See `Array.isArray` which you can polyfill however you like ... Beyond that, if you bring primitives from another frame, you kind of get what you deserve. Most likely you should check for not a string, but has `length` property that is a Number and use `Array.from` with your conditions, especially with arguments or dom collections.

Most likely when working across frames, you should use messaging, unless you're doing something truly hokey... In either case, working across frames like that is akin to poking into the memory of one process from another. It's bound to have issues...

I don't think this is something that WebAssembly would allow you to do in the first place...


You don't need to do that. You just use a library.

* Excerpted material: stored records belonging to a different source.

#[tokio::test]
async fn invalid_cookie_is_cleared_on_redirect() -> Result<()> {
    let srv = TestServer::start().await?;
    let resp = srv.get("/admin/orders", Some("forged-token")).await?;
    assert_eq!(resp.status(), StatusCode::SEE_OTHER);
    assert_eq!(location(&resp).as_deref(), Some("/"));
    assert_cleared(&resp);

    let entry = &srv.state.audit.recent(1)[0];
    assert_eq!(entry.action, AuditAction::SessionCleared);
    assert_eq!(entry.user_id, None);
    assert!(!entry.detail.contains("forged-token"));
    Ok(())
}

#[tokio::test]
async fn login_sets_cookie_and_routes_by_role() -> Result<()> {
    let srv = TestServer::start().await?;
    let resp = srv.post_json("/auth/login", None, json!({ "provider_id": ROOT_PROVIDER })).await?;
    assert_eq!(resp.status(), StatusCode::OK);
    let cookie = set_cookie(&resp).unwrap();
    assert!(cookie.contains("HttpOnly"));
    assert!(cookie.contains("SameSite=Strict"));
    assert!(!cookie.contains("Secure"), "development cookies are not Secure");
    let token = session_token(&resp).unwrap();
    let body: Value = resp.json().await?;
    assert_eq!(body["redirect"], "/admin");
    assert_eq!(body["user"]["id"], token.as_str());

    let admin = srv.state.directory.get(&token).expect("token is the user id");
    assert_eq!(admin.role, Role::Admin);
    assert!(admin.last_login.is_some());

    let wrong = srv.get("/packer/queue", Some(&token)).await?;
    assert_eq!(wrong.status(), StatusCode::SEE_OTHER);
    assert_eq!(location(&wrong).as_deref(), Some("/admin"));
    assert!(set_cookie(&wrong).is_none());

    let right = srv.get("/admin/users", Some(&token)).await?;
    assert_eq!(right.status(), StatusCode::OK);
    assert!(right.text().await?.contains("data-role=\"admin\""));

    let home = srv.get("/", Some(&token)).await?;
    assert_eq!(location(&home).as_deref(), Some("/admin"));
    Ok(())
}

#[tokio::test]
async fn unknown_provider_login_fails_with_notice_and_no_cookie() -> Result<()> {
    let srv = TestServer::start().await?;
    let resp = srv.post_json("/auth/login", None, json!({ "provider_id": "g-stranger" })).await?;
    assert_eq!(resp.status(), StatusCode::NOT_FOUND);
    assert!(set_cookie(&resp).is_none());
    let body: Value = resp.json().await?;
    assert_eq!(body["status"], "error");
    assert!(body["notice"].as_str().is_some_and(|n| !n.is_empty()));

    let audit = srv.state.audit.recent(1);
    assert_eq!(audit[0].action, AuditAction::LoginFailed);
    Ok(())
}

#[tokio::test]
async fn invite_flow_is_single_use() -> Result<()> {
    let srv = TestServer::start().await?;
    let admin = srv.login(ROOT_PROVIDER).await?;

    let created = srv
        .post_json("/api/admin/invites", Some(&admin), json!({ "email": "pat@example.com", "role": "packer" }))
        .await?;
    assert_eq!(created.status(), StatusCode::CREATED);
    let invite: Value = created.json().await?;
    let invite_id = invite["id"].as_str().unwrap().to_string();
    assert_eq!(invite["active"], false);

    let accept = json!({ "invite_id": invite_id, "provider_id": "g-pat", "picture": "https://img/pat.png" });
    let first = srv.post_json("/auth/invite", None, accept.clone()).await?;
    assert_eq!(first.status(), StatusCode::OK);
    assert_eq!(session_token(&first).as_deref(), Some(invite_id.as_str()));

    let second = srv.post_json("/auth/invite", None, accept).await?;
    assert_eq!(second.status(), StatusCode::CONFLICT);
    assert!(set_cookie(&second).is_none());

    let packer = srv.login("g-pat").await?;
    let page = srv.get("/packer", Some(&packer)).await?;
    assert_eq!(page.status(), StatusCode::OK);
    Ok(())
}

  import { isArrayLike, values } from 'ramda';
  
  const a = [];
  const aIsArray = isArrayLike(a);
  
  const d = {
    a: [1,2,3,],
    b:[4,5]
  };
  const dValues = values(d);
Not to mention that a lot of the problems you mention have native solutions in ES6.

JavaScript is a very different language than the one people used to use 5 years back.


Which library? From where? Never heard of ramda, but I can tell you it's not standard.

Why should people use JS with a non-standard library when dictionaries come built into better languages?


The library is ramdajs.com and it can be grabbed from npm.

I do not agree that everything should be handled with standard libraries. It's better for these things to be modular and versioned, instead of them being pulled from a big bloated standard library.

The code clearly does what was being asked in a very simple and non-broken way.

Perhaps the issue here is that non-JavaScript engineers are used to kitchensink standard libraries and avoid mixing and matching to get the best experience the ecosystem offers.


You're building a straw-man there. A standard library can certainly be made to be modular and versioned. It doesn't have to be bloated for any reason whatsoever. This is Javascript - you can chop up your scripts however you want.

The problem with mixing and matching libs is that no two JS devs do it the same. Some will even re-build the same lib that has already been built by hundreds of JS devs because NIH.


You are the one that has built a strawman.

In your universe, engineers do not talk and accidentally decide to use two libraries that do the same thing within a project.

I work with JavaScript and I rarely see this happening.